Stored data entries
########
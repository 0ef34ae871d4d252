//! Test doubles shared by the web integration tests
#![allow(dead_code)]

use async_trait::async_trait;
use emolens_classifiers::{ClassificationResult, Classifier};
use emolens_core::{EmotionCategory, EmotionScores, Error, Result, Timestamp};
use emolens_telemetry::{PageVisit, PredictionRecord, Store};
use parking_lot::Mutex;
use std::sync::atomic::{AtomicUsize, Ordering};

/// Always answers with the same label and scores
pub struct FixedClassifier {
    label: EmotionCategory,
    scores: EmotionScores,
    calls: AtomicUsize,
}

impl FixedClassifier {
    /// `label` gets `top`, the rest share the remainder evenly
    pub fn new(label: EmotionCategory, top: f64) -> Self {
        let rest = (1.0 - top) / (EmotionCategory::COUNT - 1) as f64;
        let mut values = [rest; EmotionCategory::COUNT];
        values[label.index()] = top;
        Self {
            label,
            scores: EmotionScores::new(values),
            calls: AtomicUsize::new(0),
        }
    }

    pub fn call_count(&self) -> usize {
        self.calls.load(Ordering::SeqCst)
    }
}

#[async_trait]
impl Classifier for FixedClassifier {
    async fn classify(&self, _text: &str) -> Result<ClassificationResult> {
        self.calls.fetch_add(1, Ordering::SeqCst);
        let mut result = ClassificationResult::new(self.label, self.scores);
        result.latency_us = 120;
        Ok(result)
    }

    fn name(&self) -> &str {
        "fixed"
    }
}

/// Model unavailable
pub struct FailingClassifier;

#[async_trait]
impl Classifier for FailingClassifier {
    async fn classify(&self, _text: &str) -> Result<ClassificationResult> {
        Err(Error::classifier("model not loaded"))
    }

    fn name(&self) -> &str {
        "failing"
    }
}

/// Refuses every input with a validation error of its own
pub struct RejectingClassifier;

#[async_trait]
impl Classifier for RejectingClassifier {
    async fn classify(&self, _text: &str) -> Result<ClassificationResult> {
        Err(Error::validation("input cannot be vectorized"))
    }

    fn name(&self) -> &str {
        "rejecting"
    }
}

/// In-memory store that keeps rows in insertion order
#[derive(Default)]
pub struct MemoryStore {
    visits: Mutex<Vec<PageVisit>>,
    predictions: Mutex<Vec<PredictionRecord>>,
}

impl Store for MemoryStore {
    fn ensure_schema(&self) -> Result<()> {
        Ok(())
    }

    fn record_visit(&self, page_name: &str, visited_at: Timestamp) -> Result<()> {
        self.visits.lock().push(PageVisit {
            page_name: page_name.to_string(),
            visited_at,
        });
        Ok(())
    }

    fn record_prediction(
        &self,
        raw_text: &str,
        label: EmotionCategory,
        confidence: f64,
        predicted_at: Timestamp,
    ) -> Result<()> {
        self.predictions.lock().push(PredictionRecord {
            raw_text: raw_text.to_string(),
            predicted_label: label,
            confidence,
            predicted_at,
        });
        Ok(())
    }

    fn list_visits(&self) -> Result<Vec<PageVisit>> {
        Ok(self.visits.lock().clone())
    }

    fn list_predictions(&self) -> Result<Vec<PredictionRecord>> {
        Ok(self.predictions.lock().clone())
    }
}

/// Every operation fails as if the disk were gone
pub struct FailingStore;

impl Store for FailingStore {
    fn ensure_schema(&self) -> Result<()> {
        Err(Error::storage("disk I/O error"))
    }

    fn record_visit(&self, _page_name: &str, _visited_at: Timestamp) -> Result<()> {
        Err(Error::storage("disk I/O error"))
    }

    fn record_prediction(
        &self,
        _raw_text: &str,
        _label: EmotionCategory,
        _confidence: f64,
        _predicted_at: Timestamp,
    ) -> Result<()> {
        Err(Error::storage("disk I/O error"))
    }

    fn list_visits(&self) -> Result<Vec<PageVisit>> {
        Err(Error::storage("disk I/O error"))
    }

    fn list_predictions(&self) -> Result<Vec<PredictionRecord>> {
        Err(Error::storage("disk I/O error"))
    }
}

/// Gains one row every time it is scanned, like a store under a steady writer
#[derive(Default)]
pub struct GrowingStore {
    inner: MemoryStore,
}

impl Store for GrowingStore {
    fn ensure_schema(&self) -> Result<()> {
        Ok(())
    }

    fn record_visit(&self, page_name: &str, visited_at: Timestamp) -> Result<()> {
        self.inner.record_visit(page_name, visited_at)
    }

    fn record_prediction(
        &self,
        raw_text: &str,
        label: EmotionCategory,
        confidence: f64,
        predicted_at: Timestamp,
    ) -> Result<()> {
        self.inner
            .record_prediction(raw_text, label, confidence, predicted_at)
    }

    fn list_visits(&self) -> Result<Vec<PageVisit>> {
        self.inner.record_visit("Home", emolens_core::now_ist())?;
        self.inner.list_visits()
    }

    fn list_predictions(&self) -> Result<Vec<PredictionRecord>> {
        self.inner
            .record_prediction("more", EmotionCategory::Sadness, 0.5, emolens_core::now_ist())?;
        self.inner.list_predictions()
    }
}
########
- _Exercise aim_
Count how many lines in the records above hold the word "validation", and answer with that number alone.

- _Solution to this exercise_
2